━━ Data listing ━━
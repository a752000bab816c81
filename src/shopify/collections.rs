//! Collection operations: list, create, delete.
//!
//! Each operation is a single round trip. A repeated create produces a
//! duplicate collection; a repeated delete on the same id fails with
//! `NotFound`, never success.

use serde::Deserialize;
use tracing::instrument;

use super::queries::{
    self, COLLECTION_CREATE, COLLECTION_DELETE, COLLECTIONS_PAGE_SIZE, GET_COLLECTIONS,
};
use super::types::{Collection, CollectionDraft, CreatedCollection, Image};
use super::{AdminApiError, AdminClient, GraphQLError};

// Wire-side response shapes. Field names follow the Admin API schema.

#[derive(Debug, Deserialize)]
struct CollectionsData {
    collections: CollectionNodes,
}

#[derive(Debug, Deserialize)]
struct CollectionNodes {
    nodes: Vec<CollectionNode>,
}

#[derive(Debug, Deserialize)]
#[serde(rename_all = "camelCase")]
struct CollectionNode {
    id: String,
    title: String,
    handle: String,
    image: Option<ImageNode>,
    products_count: Option<ProductsCountNode>,
}

#[derive(Debug, Deserialize)]
struct ImageNode {
    url: String,
}

#[derive(Debug, Deserialize)]
struct ProductsCountNode {
    count: i64,
}

#[derive(Debug, Deserialize)]
#[serde(rename_all = "camelCase")]
struct CollectionCreateData {
    collection_create: Option<CollectionCreatePayload>,
}

#[derive(Debug, Deserialize)]
#[serde(rename_all = "camelCase")]
struct CollectionCreatePayload {
    collection: Option<CreatedCollectionNode>,
    #[serde(default)]
    user_errors: Vec<UserErrorNode>,
}

#[derive(Debug, Deserialize)]
struct CreatedCollectionNode {
    id: String,
    title: String,
    handle: String,
}

#[derive(Debug, Deserialize)]
#[serde(rename_all = "camelCase")]
struct CollectionDeleteData {
    collection_delete: Option<CollectionDeletePayload>,
}

#[derive(Debug, Deserialize)]
#[serde(rename_all = "camelCase")]
struct CollectionDeletePayload {
    deleted_collection_id: Option<String>,
    #[serde(default)]
    user_errors: Vec<UserErrorNode>,
}

#[derive(Debug, Deserialize)]
struct UserErrorNode {
    field: Option<Vec<String>>,
    message: String,
}

/// Fold a mutation's `userErrors` list into a single typed failure.
fn fold_user_errors(user_errors: &[UserErrorNode]) -> Option<AdminApiError> {
    if user_errors.is_empty() {
        return None;
    }
    let error_messages: Vec<String> = user_errors
        .iter()
        .map(|e| {
            let field = e.field.as_ref().map_or_else(String::new, |f| f.join("."));
            format!("{}: {}", field, e.message)
        })
        .collect();
    Some(AdminApiError::UserError(error_messages.join("; ")))
}

impl AdminClient {
    /// Fetch up to [`COLLECTIONS_PAGE_SIZE`] collections in the API's
    /// default order.
    ///
    /// A shop with zero collections yields an empty `Vec`, not an error.
    ///
    /// # Errors
    ///
    /// Returns an error if no session is installed or the API request fails.
    #[instrument(skip(self))]
    pub async fn get_collections(&self) -> Result<Vec<Collection>, AdminApiError> {
        let variables = queries::get_collections_variables(COLLECTIONS_PAGE_SIZE);
        let response: CollectionsData = self.execute(GET_COLLECTIONS, variables).await?;

        Ok(response
            .collections
            .nodes
            .into_iter()
            .map(|c| Collection {
                id: c.id,
                title: c.title,
                handle: c.handle,
                image: c.image.map(|img| Image { url: img.url }),
                products_count: c.products_count.map_or(0, |pc| pc.count),
            })
            .collect())
    }

    /// Create a collection with the draft's title, HTML description, and
    /// product list.
    ///
    /// The product list is forwarded unmodified (duplicates included).
    ///
    /// # Errors
    ///
    /// Returns an error if no session is installed, the API request fails,
    /// or the mutation reports user errors (e.g., a duplicate title).
    #[instrument(skip(self, draft), fields(title = %draft.title))]
    pub async fn create_collection(
        &self,
        draft: &CollectionDraft,
    ) -> Result<CreatedCollection, AdminApiError> {
        let variables = queries::collection_create_variables(draft);
        let response: CollectionCreateData = self.execute(COLLECTION_CREATE, variables).await?;

        if let Some(payload) = response.collection_create {
            if let Some(err) = fold_user_errors(&payload.user_errors) {
                return Err(err);
            }

            if let Some(collection) = payload.collection {
                return Ok(CreatedCollection {
                    id: collection.id,
                    title: collection.title,
                    handle: collection.handle,
                });
            }
        }

        Err(AdminApiError::GraphQL(vec![GraphQLError {
            message: "No collection returned from create".to_string(),
            locations: vec![],
            path: vec![],
        }]))
    }

    /// Delete a collection by id, returning the deleted id as confirmation.
    ///
    /// A null deletion result means the target does not exist (or was
    /// already deleted) and fails with `NotFound`.
    ///
    /// # Errors
    ///
    /// Returns an error if no session is installed, the API request fails,
    /// the mutation reports user errors, or the target is absent.
    #[instrument(skip(self), fields(collection_id = %id))]
    pub async fn delete_collection(&self, id: &str) -> Result<String, AdminApiError> {
        let variables = queries::collection_delete_variables(id);
        let response: CollectionDeleteData = self.execute(COLLECTION_DELETE, variables).await?;

        if let Some(payload) = response.collection_delete {
            if let Some(err) = fold_user_errors(&payload.user_errors) {
                return Err(err);
            }

            if let Some(deleted_id) = payload.deleted_collection_id {
                return Ok(deleted_id);
            }
        }

        Err(AdminApiError::NotFound(id.to_string()))
    }
}

#[cfg(test)]
#[allow(clippy::unwrap_used)]
mod tests {
    use super::*;

    #[test]
    fn test_collections_payload_deserializes() {
        let json = serde_json::json!({
            "collections": {
                "nodes": [
                    {
                        "id": "gid://shopify/Collection/1",
                        "title": "Summer",
                        "handle": "summer",
                        "image": { "url": "https://cdn.example/s.png" },
                        "productsCount": { "count": 12 }
                    },
                    {
                        "id": "gid://shopify/Collection/2",
                        "title": "Winter",
                        "handle": "winter",
                        "image": null,
                        "productsCount": null
                    }
                ]
            }
        });
        let data: CollectionsData = serde_json::from_value(json).unwrap();
        assert_eq!(data.collections.nodes.len(), 2);
        assert_eq!(data.collections.nodes[0].handle, "summer");
        assert!(data.collections.nodes[1].image.is_none());
    }

    #[test]
    fn test_fold_user_errors_joins_fields() {
        let errors = vec![
            UserErrorNode {
                field: Some(vec!["input".to_string(), "title".to_string()]),
                message: "has already been taken".to_string(),
            },
            UserErrorNode {
                field: None,
                message: "something else".to_string(),
            },
        ];
        let err = fold_user_errors(&errors).unwrap();
        assert_eq!(
            err.to_string(),
            "User error: input.title: has already been taken; : something else"
        );
    }

    #[test]
    fn test_fold_user_errors_empty_is_none() {
        assert!(fold_user_errors(&[]).is_none());
    }

    #[test]
    fn test_delete_payload_with_null_id() {
        let json = serde_json::json!({
            "collectionDelete": {
                "deletedCollectionId": null,
                "userErrors": []
            }
        });
        let data: CollectionDeleteData = serde_json::from_value(json).unwrap();
        let payload = data.collection_delete.unwrap();
        assert!(payload.deleted_collection_id.is_none());
        assert!(payload.user_errors.is_empty());
    }
}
━━━
▶ **What to work on**
However many lines the data holds, return each one exactly.

▶ **Exercise result**
repository a752000bab816c81
filename src/shopify/collections.rs
//! Collection operations: list, create, delete.
//!
//! Each operation is a single round trip. A repeated create produces a
//! duplicate collection; a repeated delete on the same id fails with
//! `NotFound`, never success.

use serde::Deserialize;
use tracing::instrument;

use super::queries::{
    self, COLLECTION_CREATE, COLLECTION_DELETE, COLLECTIONS_PAGE_SIZE, GET_COLLECTIONS,
};
use super::types::{Collection, CollectionDraft, CreatedCollection, Image};
use super::{AdminApiError, AdminClient, GraphQLError};

// Wire-side response shapes. Field names follow the Admin API schema.

#[derive(Debug, Deserialize)]
struct CollectionsData {
    collections: CollectionNodes,
}

#[derive(Debug, Deserialize)]
struct CollectionNodes {
    nodes: Vec<CollectionNode>,
}

#[derive(Debug, Deserialize)]
#[serde(rename_all = "camelCase")]
struct CollectionNode {
    id: String,
    title: String,
    handle: String,
    image: Option<ImageNode>,
    products_count: Option<ProductsCountNode>,
}

#[derive(Debug, Deserialize)]
struct ImageNode {
    url: String,
}

#[derive(Debug, Deserialize)]
struct ProductsCountNode {
    count: i64,
}

#[derive(Debug, Deserialize)]
#[serde(rename_all = "camelCase")]
struct CollectionCreateData {
    collection_create: Option<CollectionCreatePayload>,
}

#[derive(Debug, Deserialize)]
#[serde(rename_all = "camelCase")]
struct CollectionCreatePayload {
    collection: Option<CreatedCollectionNode>,
    #[serde(default)]
    user_errors: Vec<UserErrorNode>,
}

#[derive(Debug, Deserialize)]
struct CreatedCollectionNode {
    id: String,
    title: String,
    handle: String,
}

#[derive(Debug, Deserialize)]
#[serde(rename_all = "camelCase")]
struct CollectionDeleteData {
    collection_delete: Option<CollectionDeletePayload>,
}

#[derive(Debug, Deserialize)]
#[serde(rename_all = "camelCase")]
struct CollectionDeletePayload {
    deleted_collection_id: Option<String>,
    #[serde(default)]
    user_errors: Vec<UserErrorNode>,
}

#[derive(Debug, Deserialize)]
struct UserErrorNode {
    field: Option<Vec<String>>,
    message: String,
}

/// Fold a mutation's `userErrors` list into a single typed failure.
fn fold_user_errors(user_errors: &[UserErrorNode]) -> Option<AdminApiError> {
    if user_errors.is_empty() {
        return None;
    }
    let error_messages: Vec<String> = user_errors
        .iter()
        .map(|e| {
            let field = e.field.as_ref().map_or_else(String::new, |f| f.join("."));
            format!("{}: {}", field, e.message)
        })
        .collect();
    Some(AdminApiError::UserError(error_messages.join("; ")))
}

impl AdminClient {
    /// Fetch up to [`COLLECTIONS_PAGE_SIZE`] collections in the API's
    /// default order.
    ///
    /// A shop with zero collections yields an empty `Vec`, not an error.
    ///
    /// # Errors
    ///
    /// Returns an error if no session is installed or the API request fails.
    #[instrument(skip(self))]
    pub async fn get_collections(&self) -> Result<Vec<Collection>, AdminApiError> {
        let variables = queries::get_collections_variables(COLLECTIONS_PAGE_SIZE);
        let response: CollectionsData = self.execute(GET_COLLECTIONS, variables).await?;

        Ok(response
            .collections
            .nodes
            .into_iter()
            .map(|c| Collection {
                id: c.id,
                title: c.title,
                handle: c.handle,
                image: c.image.map(|img| Image { url: img.url }),
                products_count: c.products_count.map_or(0, |pc| pc.count),
            })
            .collect())
    }

    /// Create a collection with the draft's title, HTML description, and
    /// product list.
    ///
    /// The product list is forwarded unmodified (duplicates included).
    ///
    /// # Errors
    ///
    /// Returns an error if no session is installed, the API request fails,
    /// or the mutation reports user errors (e.g., a duplicate title).
    #[instrument(skip(self, draft), fields(title = %draft.title))]
    pub async fn create_collection(
        &self,
        draft: &CollectionDraft,
    ) -> Result<CreatedCollection, AdminApiError> {
        let variables = queries::collection_create_variables(draft);
        let response: CollectionCreateData = self.execute(COLLECTION_CREATE, variables).await?;

        if let Some(payload) = response.collection_create {
            if let Some(err) = fold_user_errors(&payload.user_errors) {
                return Err(err);
            }

            if let Some(collection) = payload.collection {
                return Ok(CreatedCollection {
                    id: collection.id,
                    title: collection.title,
                    handle: collection.handle,
                });
            }
        }

        Err(AdminApiError::GraphQL(vec![GraphQLError {
            message: "No collection returned from create".to_string(),
            locations: vec![],
            path: vec![],
        }]))
    }

    /// Delete a collection by id, returning the deleted id as confirmation.
    ///
    /// A null deletion result means the target does not exist (or was
    /// already deleted) and fails with `NotFound`.
    ///
    /// # Errors
    ///
    /// Returns an error if no session is installed, the API request fails,
    /// the mutation reports user errors, or the target is absent.
    #[instrument(skip(self), fields(collection_id = %id))]
    pub async fn delete_collection(&self, id: &str) -> Result<String, AdminApiError> {
        let variables = queries::collection_delete_variables(id);
        let response: CollectionDeleteData = self.execute(COLLECTION_DELETE, variables).await?;

        if let Some(payload) = response.collection_delete {
            if let Some(err) = fold_user_errors(&payload.user_errors) {
                return Err(err);
            }

            if let Some(deleted_id) = payload.deleted_collection_id {
                return Ok(deleted_id);
            }
        }

        Err(AdminApiError::NotFound(id.to_string()))
    }
}

#[cfg(test)]
#[allow(clippy::unwrap_used)]
mod tests {
    use super::*;

    #[test]
    fn test_collections_payload_deserializes() {
        let json = serde_json::json!({
            "collections": {
                "nodes": [
                    {
                        "id": "gid://shopify/Collection/1",
                        "title": "Summer",
                        "handle": "summer",
                        "image": { "url": "https://cdn.example/s.png" },
                        "productsCount": { "count": 12 }
                    },
                    {
                        "id": "gid://shopify/Collection/2",
                        "title": "Winter",
                        "handle": "winter",
                        "image": null,
                        "productsCount": null
                    }
                ]
            }
        });
        let data: CollectionsData = serde_json::from_value(json).unwrap();
        assert_eq!(data.collections.nodes.len(), 2);
        assert_eq!(data.collections.nodes[0].handle, "summer");
        assert!(data.collections.nodes[1].image.is_none());
    }

    #[test]
    fn test_fold_user_errors_joins_fields() {
        let errors = vec![
            UserErrorNode {
                field: Some(vec!["input".to_string(), "title".to_string()]),
                message: "has already been taken".to_string(),
            },
            UserErrorNode {
                field: None,
                message: "something else".to_string(),
            },
        ];
        let err = fold_user_errors(&errors).unwrap();
        assert_eq!(
            err.to_string(),
            "User error: input.title: has already been taken; : something else"
        );
    }

    #[test]
    fn test_fold_user_errors_empty_is_none() {
        assert!(fold_user_errors(&[]).is_none());
    }

    #[test]
    fn test_delete_payload_with_null_id() {
        let json = serde_json::json!({
            "collectionDelete": {
                "deletedCollectionId": null,
                "userErrors": []
            }
        });
        let data: CollectionDeleteData = serde_json::from_value(json).unwrap();
        let payload = data.collection_delete.unwrap();
        assert!(payload.deleted_collection_id.is_none());
        assert!(payload.user_errors.is_empty());
    }
}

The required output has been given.